This package consumes the following services:
pulsar-code-format
A pluggable code formatting package for Pulsar. Relies on other packages to provide code-formatting strategies for various languages.
Designed to work with IDE packages in particular — packages whose names start with pulsar-ide-
— but can support any code formatter.
Usage
Commands
code-format:format-code
Formats a file or selection. When the selection is empty, attempts to format the whole file; otherwise formats only what is selected.
Mapped to Cmd-Shift-C on macOS; Ctrl-Shift-C on Windows and Linux.
code-format:list-providers-for-current-editor
Lists how many of each sort of code formatter are active in the current editor, then shows a list of all packages that claim to provide one of the code-format
services.
No keybinding; invoke it from the command palette.
Config
-
Format On Save: Whether to attempt to format code on save. Unchecked by default; enable it if your project does not have an existing package that does format-on-save.
-
Format On Type: Whether to attempt to format code as you type. Unchecked by default; enable it if your IDE package offers it.
-
Use All Providers: Determines how this package acts when more than one provider is available for a certain kind of code formatting. Defaults to unchecked, meaning only the provider with the highest priority “wins”; when checked, all providers are used, and priority simply determines the order in which they act. When multiple providers are used, they act in “pipeline” fashion, each one formatting the output of the last.
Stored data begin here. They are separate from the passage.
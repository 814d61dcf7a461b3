//! Store Port - Relational Persistence Interface
//!
//! One trait covering the three persisted resources. The relational
//! invariants (stock, per-order product uniqueness, cascades) are
//! enforced by implementations INSIDE their write transactions, using
//! the domain validators, so a validation failure can never leave a
//! partial write behind.

use async_trait::async_trait;
use thiserror::Error;

use crate::domain::catalog::{
    LineItem, LineItemDraft, LineItemPatch, NewLineItem, NewOrder, NewProduct, Order,
    OrderPatch, OrderWithItems, Product, ProductPatch, ProductUpdate,
};
use crate::domain::error::ValidationError;

/// A 1-based page request.
#[derive(Debug, Clone, Copy, PartialEq, Eq)]
pub struct PageRequest {
    pub page: u32,
    pub page_size: u32,
}

impl PageRequest {
    pub fn limit(&self) -> i64 {
        i64::from(self.page_size)
    }

    pub fn offset(&self) -> i64 {
        i64::from(self.page.saturating_sub(1)) * i64::from(self.page_size)
    }
}

/// One page of results plus the total row count.
#[derive(Debug, Clone)]
pub struct Page<T> {
    pub count: i64,
    pub results: Vec<T>,
}

/// Store failures, as seen by usecases and handlers.
#[derive(Debug, Error)]
pub enum StoreError {
    /// Unknown identifier on retrieve/update/delete.
    #[error("{0} not found")]
    NotFound(&'static str),

    /// One or more domain invariants rejected the write. The write was
    /// rolled back; nothing persisted.
    #[error("validation failed")]
    Invalid(Vec<ValidationError>),

    /// The storage backend itself failed.
    #[error(transparent)]
    Backend(#[from] anyhow::Error),
}

impl StoreError {
    /// Shorthand for a single-violation rejection.
    pub fn invalid(error: ValidationError) -> Self {
        Self::Invalid(vec![error])
    }
}

/// Relational persistence for the catalog and orders.
#[async_trait]
pub trait Store: Send + Sync + 'static {
    // ── Products ────────────────────────────────────────────

    async fn list_products(&self, page: PageRequest) -> Result<Page<Product>, StoreError>;

    async fn get_product(&self, id: &str) -> Result<Product, StoreError>;

    async fn create_product(&self, product: NewProduct) -> Result<Product, StoreError>;

    /// Full replacement of the mutable fields.
    async fn replace_product(
        &self,
        id: &str,
        update: ProductUpdate,
    ) -> Result<Product, StoreError>;

    async fn patch_product(&self, id: &str, patch: ProductPatch)
        -> Result<Product, StoreError>;

    /// Cascades to the product's line items.
    async fn delete_product(&self, id: &str) -> Result<(), StoreError>;

    // ── Orders ──────────────────────────────────────────────

    async fn list_orders(&self, page: PageRequest) -> Result<Page<OrderWithItems>, StoreError>;

    async fn get_order(&self, id: &str) -> Result<OrderWithItems, StoreError>;

    /// Create an order together with its initial line items as one
    /// atomic unit: the order row is inserted, the whole batch is
    /// validated against product rows read in the same transaction,
    /// and any failure rolls everything back.
    async fn create_order_with_items(
        &self,
        order: NewOrder,
        items: Vec<LineItemDraft>,
    ) -> Result<OrderWithItems, StoreError>;

    async fn patch_order(&self, id: &str, patch: OrderPatch)
        -> Result<OrderWithItems, StoreError>;

    /// Cascades to the order's line items.
    async fn delete_order(&self, id: &str) -> Result<(), StoreError>;

    // ── Line items ──────────────────────────────────────────

    async fn create_line_item(&self, item: NewLineItem) -> Result<LineItem, StoreError>;

    /// Full update; all invariants re-checked against the new target.
    async fn replace_line_item(&self, id: i64, item: NewLineItem)
        -> Result<LineItem, StoreError>;

    /// Partial update; persisted values are substituted for absent
    /// fields before revalidation.
    async fn patch_line_item(
        &self,
        id: i64,
        patch: LineItemPatch,
    ) -> Result<LineItem, StoreError>;

    async fn delete_line_item(&self, id: i64) -> Result<(), StoreError>;

    // ── Health ──────────────────────────────────────────────

    /// Whether the backend is reachable (readiness probe).
    async fn is_healthy(&self) -> bool;
}
//! Configuration Loader - File Loading and Validation
//!
//! Handles loading `config.toml`, validating all parameters, and
//! providing clear error messages for misconfiguration.

use std::path::Path;

use anyhow::{Context, Result};
use tracing::info;

use super::AppConfig;

/// Load and validate configuration from a TOML file.
///
/// # Errors
/// Returns detailed error if:
/// - File doesn't exist or can't be read
/// - TOML parsing fails
/// - Validation rules are violated
pub fn load_config(path: &str) -> Result<AppConfig> {
    let path = Path::new(path);

    let content = std::fs::read_to_string(path)
        .with_context(|| format!("Failed to read config file: {}", path.display()))?;

    let config: AppConfig =
        toml::from_str(&content).with_context(|| "Failed to parse config.toml")?;

    validate_config(&config)?;

    info!(
        bind = %config.server.bind_address,
        quote = %config.exchange.quote_label,
        page_size = config.pagination.page_size,
        "Configuration loaded successfully"
    );

    Ok(config)
}

/// Validate all configuration parameters.
pub fn validate_config(config: &AppConfig) -> Result<()> {
    anyhow::ensure!(
        !config.server.bind_address.is_empty(),
        "server.bind_address must not be empty"
    );

    anyhow::ensure!(!config.database.url.is_empty(), "database.url must not be empty");
    anyhow::ensure!(
        config.database.max_connections > 0,
        "database.max_connections must be positive"
    );

    anyhow::ensure!(
        !config.exchange.base_url.is_empty(),
        "exchange.base_url must not be empty"
    );
    anyhow::ensure!(
        !config.exchange.quote_label.is_empty(),
        "exchange.quote_label must not be empty"
    );
    anyhow::ensure!(
        config.exchange.timeout_seconds > 0,
        "exchange.timeout_seconds must be positive, got {}",
        config.exchange.timeout_seconds
    );

    anyhow::ensure!(
        config.pagination.page_size > 0,
        "pagination.page_size must be positive"
    );
    anyhow::ensure!(
        config.pagination.max_page_size >= config.pagination.page_size,
        "pagination.max_page_size must be >= pagination.page_size ({} < {})",
        config.pagination.max_page_size,
        config.pagination.page_size
    );

    Ok(())
}
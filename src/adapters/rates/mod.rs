//! Rate Feed Adapters - External Exchange-Rate Quote Sources
//!
//! Implements the `RateFeed` port against the DolarSi public HTTP API.

pub mod dolarsi;

pub use dolarsi::DolarSiClient;
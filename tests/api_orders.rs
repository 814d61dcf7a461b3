//! In-process scenario tests for the order endpoints.
//!
//! Orders are priced on the way out: local totals are exact sums and
//! the foreign total divides by the blue-market buy rate (182,00 in
//! the canned feed), rounded to 2 decimals.

mod common;

use std::sync::Arc;

use axum::http::StatusCode;
use serde_json::{Value, json};

use common::{
    FailingFeed, FixedFeed, call, quote, router, router_with_feed, seed_order,
    seed_product,
};

#[tokio::test]
async fn test_create_order_with_items_and_totals() {
    let app = router().await;
    seed_product(&app, "p1", "Yerba", 182.0, 1000).await;

    let (status, body) = call(
        app,
        "POST",
        "/api/orders",
        Some(json!({
            "id": "12345678901234567890",
            "date": "2018-12-25",
            "order_details": [{ "product_id": "p1", "quantity": 10 }]
        })),
    )
    .await;

    assert_eq!(status, StatusCode::CREATED);
    assert_eq!(body["id"], "12345678901234567890");
    assert!(body["date"].as_str().unwrap().starts_with("2018-12-25"));

    // 10 * 182.00 = 1820.00 pesos; / 182,00 blue buy rate = 10.00 usd.
    assert_eq!(body["total_pesos"], 1820.0);
    assert_eq!(body["total_usd"], 10.0);

    let details = body["order_details"].as_array().unwrap();
    assert_eq!(details.len(), 1);
    assert_eq!(details[0]["product"], "p1");
    assert_eq!(details[0]["order"], "12345678901234567890");
    assert_eq!(details[0]["quantity"], 10);
    assert!(details[0]["id"].is_i64());
}

#[tokio::test]
async fn test_create_order_insufficient_stock_persists_nothing() {
    let app = router().await;
    seed_product(&app, "p1", "Yerba", 10.0, 1000).await;

    let (status, body) = call(
        app.clone(),
        "POST",
        "/api/orders",
        Some(json!({
            "id": "o1",
            "order_details": [{ "product_id": "p1", "quantity": 7777 }]
        })),
    )
    .await;

    assert_eq!(status, StatusCode::BAD_REQUEST);
    assert_eq!(
        body["errors"][0],
        "Cannot request 7777 of Yerba, only 1000 remain."
    );

    // The transaction rolled back: no order row survived.
    let (status, _) = call(app.clone(), "GET", "/api/orders/o1", None).await;
    assert_eq!(status, StatusCode::NOT_FOUND);
    let (_, body) = call(app, "GET", "/api/orders", None).await;
    assert_eq!(body["count"], 0);
}

#[tokio::test]
async fn test_create_order_duplicate_products_persists_nothing() {
    let app = router().await;
    seed_product(&app, "p1", "Yerba", 10.0, 100).await;

    let (status, body) = call(
        app.clone(),
        "POST",
        "/api/orders",
        Some(json!({
            "id": "o1",
            "order_details": [
                { "product_id": "p1", "quantity": 1 },
                { "product_id": "p1", "quantity": 2 }
            ]
        })),
    )
    .await;

    assert_eq!(status, StatusCode::BAD_REQUEST);
    let errors: Vec<String> = body["errors"]
        .as_array()
        .unwrap()
        .iter()
        .map(|e| e.as_str().unwrap().to_string())
        .collect();
    assert!(errors.contains(&"Cannot duplicate products within the same order.".to_string()));

    let (status, _) = call(app, "GET", "/api/orders/o1", None).await;
    assert_eq!(status, StatusCode::NOT_FOUND);
}

#[tokio::test]
async fn test_create_order_unknown_product() {
    let app = router().await;

    let (status, body) = call(
        app,
        "POST",
        "/api/orders",
        Some(json!({
            "id": "o1",
            "order_details": [{ "product_id": "ghost", "quantity": 1 }]
        })),
    )
    .await;

    assert_eq!(status, StatusCode::BAD_REQUEST);
    assert_eq!(body["errors"][0], "Product ghost does not exist.");
}

#[tokio::test]
async fn test_empty_order_has_null_totals() {
    // The failing feed proves no upstream call happens for an order
    // with no line items.
    let app = router_with_feed(Arc::new(FailingFeed)).await;

    let (status, body) =
        call(app, "POST", "/api/orders", Some(json!({ "id": "o1" }))).await;

    assert_eq!(status, StatusCode::CREATED);
    assert_eq!(body["total_pesos"], Value::Null);
    assert_eq!(body["total_usd"], Value::Null);
    assert!(body["order_details"].as_array().unwrap().is_empty());
}

#[tokio::test]
async fn test_list_orders_envelope_and_totals() {
    let app = router().await;
    seed_product(&app, "p1", "Yerba", 100.0, 1000).await;
    seed_order(&app, "o1", json!([{ "product_id": "p1", "quantity": 2 }])).await;
    seed_order(&app, "o2", json!([{ "product_id": "p1", "quantity": 4 }])).await;

    let (status, body) = call(app, "GET", "/api/orders", None).await;
    assert_eq!(status, StatusCode::OK);
    assert_eq!(body["count"], 2);
    assert_eq!(body["next"], Value::Null);
    assert_eq!(body["previous"], Value::Null);

    let results = body["results"].as_array().unwrap();
    assert_eq!(results[0]["total_pesos"], 200.0);
    assert_eq!(results[1]["total_pesos"], 400.0);
    // 400 / 182,00, rounded to 2 decimals.
    assert_eq!(results[1]["total_usd"], 2.20);
}

#[tokio::test]
async fn test_patch_order_date() {
    let app = router().await;
    seed_order(&app, "o1", json!([])).await;

    let (status, body) = call(
        app.clone(),
        "PATCH",
        "/api/orders/o1",
        Some(json!({ "date": "2020-03-20" })),
    )
    .await;
    assert_eq!(status, StatusCode::OK);
    assert!(body["date"].as_str().unwrap().starts_with("2020-03-20"));

    let (status, body) = call(
        app,
        "PATCH",
        "/api/orders/o1",
        Some(json!({ "id": "o2" })),
    )
    .await;
    assert_eq!(status, StatusCode::BAD_REQUEST);
    assert_eq!(body["errors"][0], "The id field cannot be changed.");
}

#[tokio::test]
async fn test_patch_order_bad_date_format() {
    let app = router().await;
    seed_order(&app, "o1", json!([])).await;

    let (status, body) = call(
        app,
        "PATCH",
        "/api/orders/o1",
        Some(json!({ "date": "20/03/2020" })),
    )
    .await;
    assert_eq!(status, StatusCode::BAD_REQUEST);
    assert_eq!(
        body["errors"][0],
        "The date field has an invalid format, use YYYY-MM-DD or RFC 3339."
    );
}

#[tokio::test]
async fn test_put_on_order_is_method_not_allowed() {
    let app = router().await;
    seed_order(&app, "o1", json!([])).await;

    let (status, _) = call(
        app,
        "PUT",
        "/api/orders/o1",
        Some(json!({ "id": "o1", "date": "2020-03-20" })),
    )
    .await;
    assert_eq!(status, StatusCode::METHOD_NOT_ALLOWED);
}

#[tokio::test]
async fn test_delete_order_cascades() {
    let app = router().await;
    seed_product(&app, "p1", "Yerba", 10.0, 100).await;
    let body = seed_order(&app, "o1", json!([{ "product_id": "p1", "quantity": 1 }])).await;
    let item_id = body["order_details"][0]["id"].as_i64().unwrap();

    let (status, _) = call(app.clone(), "DELETE", "/api/orders/o1", None).await;
    assert_eq!(status, StatusCode::NO_CONTENT);

    let (status, _) = call(app.clone(), "GET", "/api/orders/o1", None).await;
    assert_eq!(status, StatusCode::NOT_FOUND);

    // The cascade removed the line item as well.
    let (status, _) = call(
        app,
        "DELETE",
        &format!("/api/order-details/{item_id}"),
        None,
    )
    .await;
    assert_eq!(status, StatusCode::NOT_FOUND);
}

#[tokio::test]
async fn test_feed_outage_surfaces_as_bad_gateway() {
    let app = router_with_feed(Arc::new(FailingFeed)).await;
    seed_product(&app, "p1", "Yerba", 10.0, 100).await;

    // Assemble the order without touching the feed, then add an item.
    let (status, _) =
        call(app.clone(), "POST", "/api/orders", Some(json!({ "id": "o1" }))).await;
    assert_eq!(status, StatusCode::CREATED);
    let (status, _) = call(
        app.clone(),
        "POST",
        "/api/order-details",
        Some(json!({ "order_id": "o1", "product_id": "p1", "quantity": 1 })),
    )
    .await;
    assert_eq!(status, StatusCode::CREATED);

    let (status, body) = call(app, "GET", "/api/orders/o1", None).await;
    assert_eq!(status, StatusCode::BAD_GATEWAY);
    assert!(
        body["detail"]
            .as_str()
            .unwrap()
            .contains("exchange rate feed unavailable")
    );
}

#[tokio::test]
async fn test_missing_quote_surfaces_as_bad_gateway() {
    let app = router_with_feed(Arc::new(FixedFeed(vec![quote(
        "Dolar Oficial",
        "98,53",
    )])))
    .await;
    seed_product(&app, "p1", "Yerba", 10.0, 100).await;

    let (status, body) = call(
        app,
        "POST",
        "/api/orders",
        Some(json!({
            "id": "o1",
            "order_details": [{ "product_id": "p1", "quantity": 1 }]
        })),
    )
    .await;

    assert_eq!(status, StatusCode::BAD_GATEWAY);
    assert!(
        body["detail"]
            .as_str()
            .unwrap()
            .contains("no quote named \"Dolar Blue\"")
    );
}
Avoiding conflicts with other packages
There are a number of ways that existing Pulsar packages attempt to lint/format a file on save. To use JavaScript as an example: you might already be using linter-eslint-node or prettier-atom.
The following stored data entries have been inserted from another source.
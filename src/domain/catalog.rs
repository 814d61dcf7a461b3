//! Catalog and order entities.
//!
//! Defines the persisted resource types (products, orders, line items),
//! the draft/patch shapes requests are mapped into, and the field-level
//! constraints every write must satisfy before it reaches the store.
//!
//! Identifiers are externally assigned strings (primary keys chosen by
//! the caller); only line items carry a store-assigned surrogate id.

use chrono::{DateTime, Utc};
use serde::{Deserialize, Serialize};

use super::error::ValidationError;

/// Maximum length of an externally assigned identifier.
pub const MAX_ID_LEN: usize = 20;

/// Maximum length of a product name.
pub const MAX_NAME_LEN: usize = 50;

// ────────────────────────────────────────────
// Persisted entities
// ────────────────────────────────────────────

/// A catalog product.
#[derive(Debug, Clone, PartialEq, Serialize, Deserialize)]
pub struct Product {
    /// Externally assigned identifier (primary key).
    pub id: String,
    pub name: String,
    /// Unit price in local currency, never negative.
    pub price: f64,
    /// Units available, never negative. Line items validate against
    /// this value but do not consume it.
    pub stock: i64,
    pub created: DateTime<Utc>,
    pub updated: DateTime<Utc>,
}

/// An order header. Owns its line items (cascade delete); an order
/// with zero line items is valid.
#[derive(Debug, Clone, PartialEq, Serialize, Deserialize)]
pub struct Order {
    /// Externally assigned identifier (primary key).
    pub id: String,
    /// Order date, defaults to creation time.
    pub date: DateTime<Utc>,
    pub created: DateTime<Utc>,
    pub updated: DateTime<Utc>,
}

/// One (product, quantity) entry belonging to exactly one order.
#[derive(Debug, Clone, PartialEq, Serialize, Deserialize)]
pub struct LineItem {
    /// Store-assigned surrogate key.
    pub id: i64,
    pub order_id: String,
    pub product_id: String,
    /// Always >= 1 and <= the product's stock at validation time.
    pub quantity: i64,
    pub created: DateTime<Utc>,
    pub updated: DateTime<Utc>,
}

/// A line item joined with the unit price of its product, as loaded
/// for total computation.
#[derive(Debug, Clone, PartialEq, Serialize, Deserialize)]
pub struct OrderLine {
    pub item: LineItem,
    pub unit_price: f64,
}

/// An order together with its line items.
#[derive(Debug, Clone, PartialEq, Serialize, Deserialize)]
pub struct OrderWithItems {
    pub order: Order,
    pub lines: Vec<OrderLine>,
}

// ────────────────────────────────────────────
// Drafts and patches (request shapes)
// ────────────────────────────────────────────

/// A product to be created.
#[derive(Debug, Clone)]
pub struct NewProduct {
    pub id: String,
    pub name: String,
    pub price: f64,
    pub stock: i64,
}

/// Full replacement of a product's mutable fields.
#[derive(Debug, Clone)]
pub struct ProductUpdate {
    pub name: String,
    pub price: f64,
    pub stock: i64,
}

/// Partial update of a product.
#[derive(Debug, Clone, Default)]
pub struct ProductPatch {
    pub name: Option<String>,
    pub price: Option<f64>,
    pub stock: Option<i64>,
}

/// An order header to be created. `date` falls back to creation time.
#[derive(Debug, Clone)]
pub struct NewOrder {
    pub id: String,
    pub date: Option<DateTime<Utc>>,
}

/// Partial update of an order.
#[derive(Debug, Clone, Default)]
pub struct OrderPatch {
    pub date: Option<DateTime<Utc>>,
}

/// A line item proposed for an order, before persistence.
#[derive(Debug, Clone, PartialEq)]
pub struct LineItemDraft {
    pub product_id: String,
    pub quantity: i64,
}

/// A standalone line-item create or full update.
#[derive(Debug, Clone)]
pub struct NewLineItem {
    pub order_id: String,
    pub product_id: String,
    pub quantity: i64,
}

/// Partial update of a line item. Unchanged fields keep their
/// persisted values and are substituted back in before revalidation.
#[derive(Debug, Clone, Default)]
pub struct LineItemPatch {
    pub order_id: Option<String>,
    pub product_id: Option<String>,
    pub quantity: Option<i64>,
}

// ────────────────────────────────────────────
// Field-level constraints
// ────────────────────────────────────────────

fn check_id(field: &'static str, value: &str, errors: &mut Vec<ValidationError>) {
    if value.is_empty() {
        errors.push(ValidationError::Empty { field });
    } else if value.len() > MAX_ID_LEN {
        errors.push(ValidationError::TooLong {
            field,
            max: MAX_ID_LEN,
        });
    }
}

fn check_name(value: &str, errors: &mut Vec<ValidationError>) {
    if value.is_empty() {
        errors.push(ValidationError::Empty { field: "name" });
    } else if value.len() > MAX_NAME_LEN {
        errors.push(ValidationError::TooLong {
            field: "name",
            max: MAX_NAME_LEN,
        });
    }
}

fn check_price(value: f64, errors: &mut Vec<ValidationError>) {
    if !value.is_finite() || value < 0.0 {
        errors.push(ValidationError::Negative { field: "price" });
    }
}

fn check_stock(value: i64, errors: &mut Vec<ValidationError>) {
    if value < 0 {
        errors.push(ValidationError::Negative { field: "stock" });
    }
}

fn check_quantity(value: i64, errors: &mut Vec<ValidationError>) {
    if value < 1 {
        errors.push(ValidationError::BelowMin {
            field: "quantity",
            min: 1,
        });
    }
}

fn finish(errors: Vec<ValidationError>) -> Result<(), Vec<ValidationError>> {
    if errors.is_empty() { Ok(()) } else { Err(errors) }
}

impl NewProduct {
    /// Check all field constraints, collecting every violation.
    pub fn validate(&self) -> Result<(), Vec<ValidationError>> {
        let mut errors = Vec::new();
        check_id("id", &self.id, &mut errors);
        check_name(&self.name, &mut errors);
        check_price(self.price, &mut errors);
        check_stock(self.stock, &mut errors);
        finish(errors)
    }
}

impl ProductUpdate {
    pub fn validate(&self) -> Result<(), Vec<ValidationError>> {
        let mut errors = Vec::new();
        check_name(&self.name, &mut errors);
        check_price(self.price, &mut errors);
        check_stock(self.stock, &mut errors);
        finish(errors)
    }
}

impl ProductPatch {
    pub fn validate(&self) -> Result<(), Vec<ValidationError>> {
        let mut errors = Vec::new();
        if let Some(name) = &self.name {
            check_name(name, &mut errors);
        }
        if let Some(price) = self.price {
            check_price(price, &mut errors);
        }
        if let Some(stock) = self.stock {
            check_stock(stock, &mut errors);
        }
        finish(errors)
    }
}

impl NewOrder {
    pub fn validate(&self) -> Result<(), Vec<ValidationError>> {
        let mut errors = Vec::new();
        check_id("id", &self.id, &mut errors);
        finish(errors)
    }
}

impl LineItemDraft {
    pub fn validate(&self) -> Result<(), Vec<ValidationError>> {
        let mut errors = Vec::new();
        check_id("product_id", &self.product_id, &mut errors);
        check_quantity(self.quantity, &mut errors);
        finish(errors)
    }
}

impl NewLineItem {
    pub fn validate(&self) -> Result<(), Vec<ValidationError>> {
        let mut errors = Vec::new();
        check_id("order_id", &self.order_id, &mut errors);
        check_id("product_id", &self.product_id, &mut errors);
        check_quantity(self.quantity, &mut errors);
        finish(errors)
    }
}

impl LineItemPatch {
    pub fn validate(&self) -> Result<(), Vec<ValidationError>> {
        let mut errors = Vec::new();
        if let Some(order_id) = &self.order_id {
            check_id("order_id", order_id, &mut errors);
        }
        if let Some(product_id) = &self.product_id {
            check_id("product_id", product_id, &mut errors);
        }
        if let Some(quantity) = self.quantity {
            check_quantity(quantity, &mut errors);
        }
        finish(errors)
    }
}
For this reason, format-on-save behavior is disabled by default. You may want to enable it on a project-by-project basis; information about how to do that is included below.
Still, this package tries to be robust even in strange situations. Consider:
- You save a JavaScript file.
- This package asks a code formatting provider to tell us how to reformat the file and waits for the instructions.
- While it waits, the buffer is changed via some other source, like an ESLint automatic fix. The file is now different on disk.
- We receive the instructions from the provider. We now have no idea if those instructions are fresh; they might’ve been generated against the previous version of the buffer!
- So we’ll retry once — asking the provider a second time so we can be sure.
- If the same thing somehow happens again, we’ll give up instead of applying edits that may be stale.
After all, data integrity is more important than code formatting.
Changing settings on a per-project basis
Code formatting conventions and toolchains often vary from project to project, so the settings in this package might need to vary on a per-project basis as well. A package like atomic-management can help you manage this complexity by defining project-specific settings.
For instance, you can disable this package’s format-on-save in projects where it isn’t necessary by adding the following config override to .atom/config.cson
within your project:
"*":
"pulsar-code-format":
"formatOnSave": false
You can also, for example, disable ESLint in projects where you want a code-format.onSave
provider to be in charge:
"*":
"linter":
"disabledProviders": [
"ESLint (Node)"
],
"pulsar-code-format":
"formatOnSave": true
Services
This package consumes the full suite of code-format
services that are provided by many IDE packages:
code-format.file
Formats an entire file.
code-format.range
Formats an arbitrary range of a file.
code-format.onSave
Automatically formats a file when saving.
code-format.onType
Automatically formats a file as you type.